When we all get off we’re first confronted with the hideous precinct of shops and restaurants that have been carelessly plonked on the seafront here.





Yes, it’s the new Liverpool FC stand! If it’s visible from New Brighton imagine how much of a shdow it’s going to cast on Rockfield and all the other roads around the ground?






“Authentic?” I don’t think so. Mind you, at least Paul and Art are still with us so it’s technically possible they could be playing the New Brighton Floral Pavillion. Not so the recently passed ‘Gene Pitney’ and ‘Whitney Houston’. I also thought Fort Perch’s advertised Cilla ‘tribute’ to be more than a little too soon and undignified.






‘Number 1 on Trip Advisor’ they proudly boast. And despite that it is really good. Friendly people. Good straightforward food. And I sit there for a good while reading my current Irish novel. (‘Arimathea’ by Frank McGuinness, in case you were wondering, Donegal in the late 1940s.)

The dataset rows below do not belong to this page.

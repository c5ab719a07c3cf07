//! Common test utilities and helpers

#![allow(dead_code)]

use async_trait::async_trait;
use chrono::{DateTime, Duration, Utc};
use ramorie_core::backend::{
    Backend, DecisionQuery, MemoryQuery, NewDecision, NewTask, StatsQuery, TaskQuery,
};
use ramorie_core::types::{
    status, Annotation, Decision, FocusPack, Memory, Project, Task, UserFocus,
};
use ramorie_core::{ConfigStore, McpServer, RamorieError, Result, ToolHandler};
use serde_json::{json, Map, Value};
use std::sync::{Arc, Mutex};
use tempfile::TempDir;
use uuid::Uuid;

/// In-memory state behind [`FakeBackend`]
#[derive(Default)]
pub struct FakeState {
    pub projects: Vec<Project>,
    pub tasks: Vec<Task>,
    pub memories: Vec<Memory>,
    pub decisions: Vec<Decision>,
    pub focus: UserFocus,
    pub active_task: Option<Uuid>,
}

/// Backend double that keeps everything in memory
#[derive(Default)]
pub struct FakeBackend {
    state: Mutex<FakeState>,
}

impl FakeBackend {
    pub fn new() -> Self {
        Self::default()
    }

    /// Run `f` against the state; never held across an await
    pub fn with_state<T>(&self, f: impl FnOnce(&mut FakeState) -> T) -> T {
        let mut state = self.state.lock().expect("fake backend state poisoned");
        f(&mut state)
    }

    pub fn add_project(&self, name: &str, is_active: bool) -> Project {
        let project = project(name, is_active);
        self.with_state(|s| s.projects.push(project.clone()));
        project
    }

    pub fn add_task(
        &self,
        project: &Project,
        title: &str,
        status: &str,
        priority: &str,
        age_mins: i64,
    ) -> Task {
        let mut task = task(title, status, priority, Utc::now() - Duration::minutes(age_mins));
        task.project_id = Some(project.id);
        self.with_state(|s| s.tasks.push(task.clone()));
        task
    }

    pub fn add_memory(&self, project: &Project, content: &str) -> Memory {
        let mut memory = memory(content);
        memory.project_id = Some(project.id);
        memory.project = Some(project.clone());
        self.with_state(|s| s.memories.push(memory.clone()));
        memory
    }

    pub fn push_memory(&self, memory: Memory) {
        self.with_state(|s| s.memories.push(memory));
    }
}

fn parse_id(id: &str) -> Option<Uuid> {
    Uuid::parse_str(id).ok()
}

fn not_found(what: &str) -> RamorieError {
    RamorieError::NotFound(what.to_string())
}

#[async_trait]
impl Backend for FakeBackend {
    async fn list_projects(&self) -> Result<Vec<Project>> {
        Ok(self.with_state(|s| s.projects.clone()))
    }

    async fn create_project(&self, name: &str, description: &str) -> Result<Project> {
        let mut project = project(name, false);
        project.description = description.to_string();
        self.with_state(|s| s.projects.push(project.clone()));
        Ok(project)
    }

    async fn get_project(&self, id: &str) -> Result<Project> {
        self.with_state(|s| s.projects.iter().find(|p| p.id.to_string() == id).cloned())
            .ok_or_else(|| not_found("project"))
    }

    async fn set_project_active(&self, id: &str) -> Result<()> {
        self.with_state(|s| -> Result<()> {
            if !s.projects.iter().any(|p| p.id.to_string() == id) {
                return Err(not_found("project"));
            }
            for p in &mut s.projects {
                p.is_active = p.id.to_string() == id;
            }
            Ok(())
        })
    }

    async fn list_tasks(&self, query: &TaskQuery) -> Result<Vec<Task>> {
        Ok(self.with_state(|s| {
            s.tasks
                .iter()
                .filter(|t| match &query.project_id {
                    Some(pid) => t.project_id.is_some_and(|id| id.to_string() == *pid),
                    None => true,
                })
                .filter(|t| query.status.as_deref().map_or(true, |st| t.status == st))
                .filter(|t| {
                    query
                        .q
                        .as_deref()
                        .map_or(true, |q| t.title.to_lowercase().contains(&q.to_lowercase()))
                })
                .cloned()
                .collect()
        }))
    }

    async fn create_task(&self, new: &NewTask) -> Result<Task> {
        let mut task = task(&new.title, status::TODO, &new.priority, Utc::now());
        task.description = new.description.clone();
        task.project_id = parse_id(&new.project_id);
        self.with_state(|s| s.tasks.push(task.clone()));
        Ok(task)
    }

    async fn get_task(&self, id: &str) -> Result<Task> {
        self.with_state(|s| s.tasks.iter().find(|t| t.id.to_string() == id).cloned())
            .ok_or_else(|| not_found("task"))
    }

    async fn update_task(&self, id: &str, updates: &Value) -> Result<Task> {
        self.with_state(|s| -> Result<Task> {
            let task = s
                .tasks
                .iter_mut()
                .find(|t| t.id.to_string() == id)
                .ok_or_else(|| not_found("task"))?;
            if let Some(progress) = updates.get("progress").and_then(Value::as_i64) {
                task.progress = Some(progress);
            }
            task.updated_at = Utc::now();
            Ok(task.clone())
        })
    }

    async fn start_task(&self, id: &str) -> Result<()> {
        self.set_status(id, status::IN_PROGRESS, true)
    }

    async fn complete_task(&self, id: &str) -> Result<()> {
        self.set_status(id, status::COMPLETED, false)
    }

    async fn stop_task(&self, id: &str) -> Result<()> {
        self.set_status(id, status::TODO, false)
    }

    async fn get_active_task(&self) -> Result<Option<Task>> {
        Ok(self.with_state(|s| {
            s.active_task
                .and_then(|id| s.tasks.iter().find(|t| t.id == id).cloned())
        }))
    }

    async fn create_annotation(&self, task_id: &str, content: &str) -> Result<Annotation> {
        self.with_state(|s| -> Result<Annotation> {
            let task = s
                .tasks
                .iter_mut()
                .find(|t| t.id.to_string() == task_id)
                .ok_or_else(|| not_found("task"))?;
            let annotation = Annotation {
                id: Uuid::new_v4(),
                task_id: Some(task.id),
                content: content.to_string(),
                created_at: Utc::now(),
            };
            task.annotations.push(annotation.clone());
            Ok(annotation)
        })
    }

    async fn create_memory(&self, project_id: &str, content: &str) -> Result<Memory> {
        let mut memory = memory(content);
        memory.project_id = parse_id(project_id);
        self.with_state(|s| {
            memory.linked_task_id = s.active_task;
            s.memories.push(memory.clone());
        });
        Ok(memory)
    }

    async fn list_memories(&self, query: &MemoryQuery) -> Result<Vec<Memory>> {
        Ok(self.with_state(|s| {
            s.memories
                .iter()
                .filter(|m| match &query.project_id {
                    Some(pid) => m.project_id.is_some_and(|id| id.to_string() == *pid),
                    None => true,
                })
                .cloned()
                .collect()
        }))
    }

    async fn get_memory(&self, id: &str) -> Result<Memory> {
        self.with_state(|s| s.memories.iter().find(|m| m.id.to_string() == id).cloned())
            .ok_or_else(|| not_found("memory"))
    }

    async fn get_focus(&self) -> Result<UserFocus> {
        Ok(self.with_state(|s| s.focus.clone()))
    }

    async fn set_focus(&self, pack_id: &str) -> Result<UserFocus> {
        let focus = UserFocus {
            active_context_pack_id: Some(pack_id.to_string()),
            active_pack: Some(FocusPack {
                id: pack_id.to_string(),
                name: "Release prep".to_string(),
                description: None,
                pack_type: "project".to_string(),
                status: "published".to_string(),
                contexts_count: 2,
                memories_count: 5,
                tasks_count: 3,
                contexts: vec![],
            }),
        };
        self.with_state(|s| s.focus = focus.clone());
        Ok(focus)
    }

    async fn clear_focus(&self) -> Result<()> {
        self.with_state(|s| s.focus = UserFocus::default());
        Ok(())
    }

    async fn create_decision(&self, new: &NewDecision) -> Result<Decision> {
        self.with_state(|s| -> Result<Decision> {
            let decision = Decision {
                id: Uuid::new_v4().to_string(),
                project_id: None,
                adr_number: format!("ADR-{:03}", s.decisions.len() + 1),
                title: new.title.clone(),
                description: new.description.clone().unwrap_or_default(),
                status: new.status.clone().unwrap_or_else(|| "draft".to_string()),
                area: new.area.clone().unwrap_or_default(),
                context: new.context.clone(),
                consequences: new.consequences.clone(),
                created_at: Utc::now(),
                updated_at: Utc::now(),
            };
            s.decisions.push(decision.clone());
            Ok(decision)
        })
    }

    async fn list_decisions(&self, query: &DecisionQuery) -> Result<Vec<Decision>> {
        Ok(self.with_state(|s| {
            let mut decisions: Vec<Decision> = s
                .decisions
                .iter()
                .filter(|d| query.status.as_deref().map_or(true, |st| d.status == st))
                .filter(|d| query.area.as_deref().map_or(true, |a| d.area == a))
                .cloned()
                .collect();
            if let Some(limit) = query.limit {
                decisions.truncate(limit);
            }
            decisions
        }))
    }

    async fn get_stats(&self, query: &StatsQuery) -> Result<Value> {
        Ok(self.with_state(|s| {
            json!({
                "project_id": query.project_id,
                "total_tasks": s.tasks.len(),
                "total_memories": s.memories.len(),
            })
        }))
    }
}

impl FakeBackend {
    fn set_status(&self, id: &str, new_status: &str, activate: bool) -> Result<()> {
        self.with_state(|s| -> Result<()> {
            let task = s
                .tasks
                .iter_mut()
                .find(|t| t.id.to_string() == id)
                .ok_or_else(|| not_found("task"))?;
            task.status = new_status.to_string();
            let task_id = task.id;
            if activate {
                s.active_task = Some(task_id);
            } else if s.active_task == Some(task_id) {
                s.active_task = None;
            }
            Ok(())
        })
    }
}

pub fn project(name: &str, is_active: bool) -> Project {
    Project {
        id: Uuid::new_v4(),
        name: name.to_string(),
        description: String::new(),
        configuration: None,
        is_active,
        created_at: Utc::now(),
        updated_at: Utc::now(),
    }
}

pub fn task(title: &str, status: &str, priority: &str, created_at: DateTime<Utc>) -> Task {
    Task {
        id: Uuid::new_v4(),
        project_id: None,
        title: title.to_string(),
        description: String::new(),
        status: status.to_string(),
        priority: priority.to_string(),
        progress: None,
        tags: None,
        annotations: vec![],
        project: None,
        created_at,
        updated_at: created_at,
    }
}

pub fn memory(content: &str) -> Memory {
    Memory {
        id: Uuid::new_v4(),
        project_id: None,
        content: content.to_string(),
        tags: None,
        project: None,
        linked_task_id: None,
        created_at: Utc::now(),
        updated_at: Utc::now(),
    }
}

/// Server wired to a [`FakeBackend`] and a throwaway config file
///
/// `handler` shares the backend and config with the server's own handler so
/// direct tool calls and protocol frames observe the same state.
pub struct TestServer {
    pub backend: Arc<FakeBackend>,
    pub config: ConfigStore,
    pub handler: ToolHandler,
    pub server: McpServer,
    _dir: TempDir,
}

impl TestServer {
    pub fn new() -> Self {
        Self::with_backend(FakeBackend::new())
    }

    pub fn with_backend(backend: FakeBackend) -> Self {
        let dir = TempDir::new().expect("Failed to create temp dir");
        let config = ConfigStore::at(dir.path().join(".ramorie").join("config.json"));
        let backend = Arc::new(backend);
        let server = McpServer::new(ToolHandler::new(backend.clone(), config.clone()));
        let handler = ToolHandler::new(backend.clone(), config.clone());

        Self {
            backend,
            config,
            handler,
            server,
            _dir: dir,
        }
    }

    /// Feed `lines` through the serve loop and parse every response frame
    pub async fn exchange(&self, lines: &[String]) -> Vec<Value> {
        let mut input = lines.join("\n");
        input.push('\n');

        let mut output = Vec::new();
        self.server
            .serve(input.as_bytes(), &mut output)
            .await
            .expect("serve loop failed");

        String::from_utf8(output)
            .expect("output is not UTF-8")
            .lines()
            .map(|l| serde_json::from_str(l).expect("response frame is not JSON"))
            .collect()
    }

    /// Call one tool directly, bypassing the protocol layer
    pub async fn call(&self, tool: &str, arguments: Value) -> Result<Value> {
        let arguments = match arguments {
            Value::Object(map) => map,
            _ => Map::new(),
        };
        self.handler.execute(tool, &arguments).await
    }
}

pub fn request(id: i64, method: &str, params: Value) -> String {
    json!({"jsonrpc": "2.0", "id": id, "method": method, "params": params}).to_string()
}

pub fn notification(method: &str) -> String {
    json!({"jsonrpc": "2.0", "method": method}).to_string()
}

pub fn tool_call(id: i64, name: &str, arguments: Value) -> String {
    request(id, "tools/call", json!({"name": name, "arguments": arguments}))
}

/// `initialize` followed by `notifications/initialized`
pub fn handshake() -> Vec<String> {
    vec![
        request(0, "initialize", json!({"protocolVersion": "2025-11-25"})),
        notification("notifications/initialized"),
    ]
}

Seriously though, it is very great public art. Something brilliant that touches people’s hearts and imaginations made out of very nearly nothing. I think you can more reliably hear the joyous sounds of human happiness around the Black Pearl than any other attraction on either side of the river.

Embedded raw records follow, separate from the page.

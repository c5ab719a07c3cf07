//! Ramorie - agent tool server for the Ramorie task and memory service
//!
//! Exposes projects, tasks, memories, focus and decisions held by the remote
//! Ramorie backend to AI agents over the Model Context Protocol.
//!
//! # Architecture
//!
//! - **Types**: Backend data shapes (Project, Task, Memory, ...)
//! - **Backend**: `Backend` trait and its reqwest implementation
//! - **Config**: Local `~/.ramorie/config.json` and client settings
//! - **MCP**: JSON-RPC stdio server, tool catalog, dispatcher and recall search
//!
//! # Example
//!
//! ```ignore
//! use ramorie_core::{ConfigStore, HttpBackend, McpServer, ToolHandler};
//! use std::sync::Arc;
//!
//! #[tokio::main]
//! async fn main() -> anyhow::Result<()> {
//!     let store = ConfigStore::default_location()?;
//!     let backend = HttpBackend::from_config(&store)?;
//!     let server = McpServer::new(ToolHandler::new(Arc::new(backend), store));
//!     server.run().await?;
//!     Ok(())
//! }
//! ```

pub mod backend;
pub mod config;
pub mod error;
pub mod mcp;
pub mod types;

// Re-export commonly used types
pub use backend::{Backend, HttpBackend};
pub use config::{ClientSettings, ConfigStore, LocalConfig};
pub use error::{RamorieError, Result};
pub use mcp::{McpServer, ToolHandler};
pub use types::{Annotation, Decision, Memory, Priority, Project, Task, UserFocus};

I make no apologies for all the photos you’re going to see of the opposite bank, by the way. It’s Liverpool, so get over it.









I’m supposed to say ‘Peter Blake did that’ but of course he didn’t actually do the painting. That was done at Cammel Laird’s.
At this point I can tell you that’s how I’m going to achieve this ‘Walking Home from New Brighton’. By getting on that ferry and walking round the deck!

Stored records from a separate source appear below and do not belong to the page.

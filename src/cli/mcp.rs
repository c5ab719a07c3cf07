//! MCP server commands

use super::helpers::{build_tool_handler, print_json};
use clap::Subcommand;
use ramorie_core::error::Result;
use ramorie_core::mcp::{catalog, server::SERVER_NAME, McpServer};
use serde_json::json;
use tracing::info;

#[derive(Subcommand)]
pub enum McpAction {
    /// Start the MCP server (stdio mode)
    Serve,

    /// Print the tool catalog as JSON
    Tools,

    /// Print an example MCP client configuration
    Config,
}

/// Handle MCP command
pub async fn handle(action: McpAction) -> Result<()> {
    match action {
        McpAction::Serve => serve().await,
        McpAction::Tools => print_json(&catalog::catalog()),
        McpAction::Config => print_json(&client_config()),
    }
}

async fn serve() -> Result<()> {
    let server = McpServer::new(build_tool_handler()?);

    // Run server with graceful shutdown on signals
    tokio::select! {
        result = server.run() => {
            result?;
        }
        _ = tokio::signal::ctrl_c() => {
            info!("Received shutdown signal, stopping MCP server...");
        }
    }

    info!("MCP server shut down complete");
    Ok(())
}

fn client_config() -> serde_json::Value {
    json!({
        "mcpServers": {
            SERVER_NAME: {
                "command": "ramorie",
                "args": ["mcp", "serve"]
            }
        }
    })
}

‘The Guinea Trade’ was Trans-Atlantic Slavery.





Obvious and proper. Time was the Pier Head in Liverpool was thronged with buses and trams.


Except to say that restaurant on the right there, that’s a weak ‘mirror image’ of the Museum of Liverpool, is yet another example of us putting up pieces of crap in exactly the place where pieces of crap have no business being at all.
At this point I do consider getting that Dazzle Ferry home. But decide to walk on and join it at Woodside in Birkenhead. (This will not work out well, but read on anyway.)


As I’ve now reached the place where the great Birkenhead Docks System enters the Mersey.

















Of which there is much, much more on my walk around Liverpool’s North Docks.








The monoplistic way the Mersey Docks and Harbour Board behaved in Liverpool, basically setting up a separate toll domain outside the control of Liverpool Corporation, caused much competitive docking to be set up by the area’s merchants and railway companies. At Garston, the never built dock at Aigburth, along the Manchester Ship Canal – and here at Birkenhead.

You don’t see much evidence of those plaques around now, or do you?
These days the building is the offices of Wirral Borough Council and also the Borough’s Archives Store.


Nearly time to get on that ferry now. (Cue brooding ‘something’s about to go terribly wrong’ background music.)



The way the Mersey Ferries work these days is that they mostly do tourist cruises all day, calling here, Seacombe and the Pier Head in Liverpool. Then at morning and evening rush hours they revert to being commuter ferries. But for reasons known only to the delusionals running Mersey Travel, they don’t commute to here in Birkenhead!
It’s hardly a disaster, but I must have sworn fairly viscously from the looks I’m getting.


Only recently reopened mind.

So I did my best to walk home from New Brighton. And it was a seriously wonderful walk on a beautiful day. So all’s well really.
hi ron done that trip Birkenhead to new brighton so many times by car and by push bike we also used to fish regular off the Wallasey town hall steps and the old egremont ferry including of course the necessary diversions to the egremont pub for refreshments, the weather never mattered hail rain or shine coats on and rods out
Nice post Ron. Sandra and I went over to take a look at the transport museum a little while back. I caught a few shots of the trams working around the latter part of your walk… like yourself, we were lucky with the weather and had a lovely day as well. Cheers – Graham.